■ Problem statement:
Find the line with "pub enum ZoneVisibility" in the entries below, then reproduce it and every line after it down to and including the line with "Option<OperatorId>, request: NewDangerZone)", exactly.

■ Data:
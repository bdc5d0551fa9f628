//! Danger zones and the violation records opened against them

use crate::error::{CoreError, CoreResult};
use crate::geo::{Coordinate, Polygon};
use crate::{OperatorId, SessionId, Severity};

use chrono::{DateTime, Utc};
use serde::{Deserialize, Serialize};
use std::fmt;
use std::str::FromStr;
use uuid::Uuid;

/// Unique identifier for a danger zone
#[derive(Debug, Clone, Copy, PartialEq, Eq, Hash, Serialize, Deserialize)]
pub struct ZoneId(pub Uuid);

impl ZoneId {
    pub fn new() -> Self {
        Self(Uuid::new_v4())
    }
}

impl Default for ZoneId {
    fn default() -> Self {
        Self::new()
    }
}

impl fmt::Display for ZoneId {
    fn fmt(&self, f: &mut fmt::Formatter<'_>) -> fmt::Result {
        write!(f, "{}", self.0)
    }
}

impl FromStr for ZoneId {
    type Err = uuid::Error;

    fn from_str(s: &str) -> Result<Self, Self::Err> {
        Uuid::parse_str(s).map(Self)
    }
}

/// Category of a danger zone
#[derive(Debug, Clone, Copy, PartialEq, Eq, Hash, Serialize, Deserialize)]
#[serde(rename_all = "snake_case")]
pub enum ZoneType {
    User,
    Community,
    Airport,
    Restricted,
}

impl ZoneType {
    pub fn as_str(&self) -> &'static str {
        match self {
            ZoneType::User => "user",
            ZoneType::Community => "community",
            ZoneType::Airport => "airport",
            ZoneType::Restricted => "restricted",
        }
    }

    /// Severity of a violation opened against a zone of this type
    pub fn violation_severity(&self) -> Severity {
        match self {
            ZoneType::Restricted | ZoneType::Airport => Severity::Critical,
            ZoneType::User | ZoneType::Community => Severity::Warning,
        }
    }
}

impl Default for ZoneType {
    fn default() -> Self {
        Self::User
    }
}

impl fmt::Display for ZoneType {
    fn fmt(&self, f: &mut fmt::Formatter<'_>) -> fmt::Result {
        f.write_str(self.as_str())
    }
}

impl FromStr for ZoneType {
    type Err = CoreError;

    fn from_str(s: &str) -> Result<Self, Self::Err> {
        match s {
            "user" => Ok(ZoneType::User),
            "community" => Ok(ZoneType::Community),
            "airport" => Ok(ZoneType::Airport),
            "restricted" => Ok(ZoneType::Restricted),
            other => Err(CoreError::invalid_zone(format!("unknown zone type: {other}"))),
        }
    }
}

/// Who can see a danger zone
#[derive(Debug, Clone, Copy, PartialEq, Eq, Hash, Serialize, Deserialize)]
#[serde(rename_all = "snake_case")]
pub enum ZoneVisibility {
    OwnerOnly,
    Public,
}

impl ZoneVisibility {
    pub fn as_str(&self) -> &'static str {
        match self {
            ZoneVisibility::OwnerOnly => "owner_only",
            ZoneVisibility::Public => "public",
        }
    }
}

impl Default for ZoneVisibility {
    fn default() -> Self {
        Self::OwnerOnly
    }
}

impl FromStr for ZoneVisibility {
    type Err = CoreError;

    fn from_str(s: &str) -> Result<Self, Self::Err> {
        match s {
            "owner_only" => Ok(ZoneVisibility::OwnerOnly),
            "public" => Ok(ZoneVisibility::Public),
            other => Err(CoreError::invalid_zone(format!("unknown visibility: {other}"))),
        }
    }
}

/// Set of zones a lookup is evaluated against
#[derive(Debug, Clone, PartialEq, Eq, Hash)]
pub enum ZoneScope {
    /// Public zones only
    Public,
    /// Public zones plus the ones owned by this operator
    Operator(OperatorId),
}

impl ZoneScope {
    /// Whether `zone` belongs to this scope (ignores the active flag)
    pub fn includes(&self, zone: &DangerZone) -> bool {
        match self {
            ZoneScope::Public => zone.is_public(),
            ZoneScope::Operator(id) => zone.is_visible_to(id),
        }
    }
}

impl fmt::Display for ZoneScope {
    fn fmt(&self, f: &mut fmt::Formatter<'_>) -> fmt::Result {
        match self {
            ZoneScope::Public => f.write_str("public"),
            ZoneScope::Operator(id) => write!(f, "operator:{id}"),
        }
    }
}

/// A named polygon with an optional altitude ceiling
#[derive(Debug, Clone, PartialEq, Serialize, Deserialize)]
pub struct DangerZone {
    pub id: ZoneId,
    /// `None` for global zones
    pub owner_id: Option<OperatorId>,
    pub name: String,
    pub description: Option<String>,
    pub zone_type: ZoneType,
    pub polygon: Polygon,
    /// `None` means the zone extends without limit
    pub altitude_limit_meters: Option<f64>,
    pub visibility: ZoneVisibility,
    pub active: bool,
    pub created_at: DateTime<Utc>,
    pub updated_at: DateTime<Utc>,
}

impl DangerZone {
    /// Build a zone from a create request
    pub fn from_request(owner_id: Option<OperatorId>, request: NewDangerZone) -> CoreResult<Self> {
        let name = request.name.trim().to_string();
        if name.is_empty() {
            return Err(CoreError::invalid_zone("name must not be empty"));
        }
        let polygon = Polygon::new(request.coordinates)?;
        let now = Utc::now();

        Ok(Self {
            id: ZoneId::new(),
            owner_id,
            name,
            description: request.description,
            zone_type: request.zone_type,
            polygon,
            altitude_limit_meters: request.altitude_limit_meters,
            visibility: if request.is_public {
                ZoneVisibility::Public
            } else {
                ZoneVisibility::OwnerOnly
            },
            active: true,
            created_at: now,
            updated_at: now,
        })
    }

    /// Apply a partial update, revalidating the polygon when it changes
    pub fn apply(&mut self, update: DangerZoneUpdate) -> CoreResult<()> {
        if let Some(name) = update.name {
            let name = name.trim().to_string();
            if name.is_empty() {
                return Err(CoreError::invalid_zone("name must not be empty"));
            }
            self.name = name;
        }
        if let Some(description) = update.description {
            self.description = Some(description);
        }
        if let Some(zone_type) = update.zone_type {
            self.zone_type = zone_type;
        }
        if let Some(coordinates) = update.coordinates {
            self.polygon = Polygon::new(coordinates)?;
        }
        if let Some(limit) = update.altitude_limit_meters {
            self.altitude_limit_meters = limit;
        }
        if let Some(is_public) = update.is_public {
            self.visibility = if is_public {
                ZoneVisibility::Public
            } else {
                ZoneVisibility::OwnerOnly
            };
        }
        if let Some(active) = update.active {
            self.active = active;
        }
        self.updated_at = Utc::now();
        Ok(())
    }

    pub fn is_public(&self) -> bool {
        self.visibility == ZoneVisibility::Public
    }

    /// Public zones are visible to everyone, private ones only to their owner
    pub fn is_visible_to(&self, operator_id: &OperatorId) -> bool {
        self.is_public() || self.owner_id.as_ref() == Some(operator_id)
    }

    /// Whether a point at this position counts as being inside the zone
    pub fn applies_to(&self, latitude: f64, longitude: f64, altitude_meters: f64) -> bool {
        self.active
            && self
                .altitude_limit_meters
                .is_none_or(|limit| limit >= altitude_meters)
            && self.polygon.contains(latitude, longitude)
    }
}

/// Create request for a danger zone
#[derive(Debug, Clone, Serialize, Deserialize)]
pub struct NewDangerZone {
    pub name: String,
    #[serde(default)]
    pub description: Option<String>,
    #[serde(default)]
    pub zone_type: ZoneType,
    pub coordinates: Vec<Coordinate>,
    #[serde(default)]
    pub altitude_limit_meters: Option<f64>,
    #[serde(default)]
    pub is_public: bool,
}

/// Partial update for a danger zone
#[derive(Debug, Clone, Default, Serialize, Deserialize)]
pub struct DangerZoneUpdate {
    pub name: Option<String>,
    pub description: Option<String>,
    pub zone_type: Option<ZoneType>,
    pub coordinates: Option<Vec<Coordinate>>,
    /// `Some(None)` clears the ceiling
    #[serde(default, with = "double_option")]
    pub altitude_limit_meters: Option<Option<f64>>,
    pub is_public: Option<bool>,
    pub active: Option<bool>,
}

mod double_option {
    use serde::{Deserialize, Deserializer, Serialize, Serializer};

    pub fn serialize<S: Serializer>(value: &Option<Option<f64>>, s: S) -> Result<S::Ok, S::Error> {
        value.flatten().serialize(s)
    }

    pub fn deserialize<'de, D: Deserializer<'de>>(d: D) -> Result<Option<Option<f64>>, D::Error> {
        Option::<f64>::deserialize(d).map(Some)
    }
}

// ============================================================================
// VIOLATIONS
// ============================================================================

/// Interval during which a session was inside a danger zone
#[derive(Debug, Clone, PartialEq, Serialize, Deserialize)]
pub struct ZoneViolation {
    pub id: Uuid,
    pub session_id: SessionId,
    pub zone_id: ZoneId,
    pub entered_at: DateTime<Utc>,
    pub exited_at: Option<DateTime<Utc>>,
    pub duration_seconds: Option<i64>,
    pub max_altitude_meters: f64,
    pub severity: Severity,
}

impl ZoneViolation {
    pub fn open(
        session_id: SessionId,
        zone: &DangerZone,
        altitude_meters: f64,
        entered_at: DateTime<Utc>,
    ) -> Self {
        Self {
            id: Uuid::new_v4(),
            session_id,
            zone_id: zone.id,
            entered_at,
            exited_at: None,
            duration_seconds: None,
            max_altitude_meters: altitude_meters,
            severity: zone.zone_type.violation_severity(),
        }
    }

    pub fn is_open(&self) -> bool {
        self.exited_at.is_none()
    }

    /// Mark the violation as exited at `at`.
    ///
    /// An exit observed before the entry (late out-of-order telemetry) is
    /// pinned to the entry time, so `exited_at >= entered_at` always holds.
    pub fn close(&mut self, at: DateTime<Utc>) {
        let exited_at = at.max(self.entered_at);
        self.exited_at = Some(exited_at);
        self.duration_seconds = Some((exited_at - self.entered_at).num_seconds());
    }
}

■ Completed task:
pub enum ZoneVisibility {
    OwnerOnly,
    Public,
}

impl ZoneVisibility {
    pub fn as_str(&self) -> &'static str {
        match self {
            ZoneVisibility::OwnerOnly => "owner_only",
            ZoneVisibility::Public => "public",
        }
    }
}

impl Default for ZoneVisibility {
    fn default() -> Self {
        Self::OwnerOnly
    }
}

impl FromStr for ZoneVisibility {
    type Err = CoreError;

    fn from_str(s: &str) -> Result<Self, Self::Err> {
        match s {
            "owner_only" => Ok(ZoneVisibility::OwnerOnly),
            "public" => Ok(ZoneVisibility::Public),
            other => Err(CoreError::invalid_zone(format!("unknown visibility: {other}"))),
        }
    }
}

/// Set of zones a lookup is evaluated against
#[derive(Debug, Clone, PartialEq, Eq, Hash)]
pub enum ZoneScope {
    /// Public zones only
    Public,
    /// Public zones plus the ones owned by this operator
    Operator(OperatorId),
}

impl ZoneScope {
    /// Whether `zone` belongs to this scope (ignores the active flag)
    pub fn includes(&self, zone: &DangerZone) -> bool {
        match self {
            ZoneScope::Public => zone.is_public(),
            ZoneScope::Operator(id) => zone.is_visible_to(id),
        }
    }
}

impl fmt::Display for ZoneScope {
    fn fmt(&self, f: &mut fmt::Formatter<'_>) -> fmt::Result {
        match self {
            ZoneScope::Public => f.write_str("public"),
            ZoneScope::Operator(id) => write!(f, "operator:{id}"),
        }
    }
}

/// A named polygon with an optional altitude ceiling
#[derive(Debug, Clone, PartialEq, Serialize, Deserialize)]
pub struct DangerZone {
    pub id: ZoneId,
    /// `None` for global zones
    pub owner_id: Option<OperatorId>,
    pub name: String,
    pub description: Option<String>,
    pub zone_type: ZoneType,
    pub polygon: Polygon,
    /// `None` means the zone extends without limit
    pub altitude_limit_meters: Option<f64>,
    pub visibility: ZoneVisibility,
    pub active: bool,
    pub created_at: DateTime<Utc>,
    pub updated_at: DateTime<Utc>,
}

impl DangerZone {
    /// Build a zone from a create request
    pub fn from_request(owner_id: Option<OperatorId>, request: NewDangerZone) -> CoreResult<Self> {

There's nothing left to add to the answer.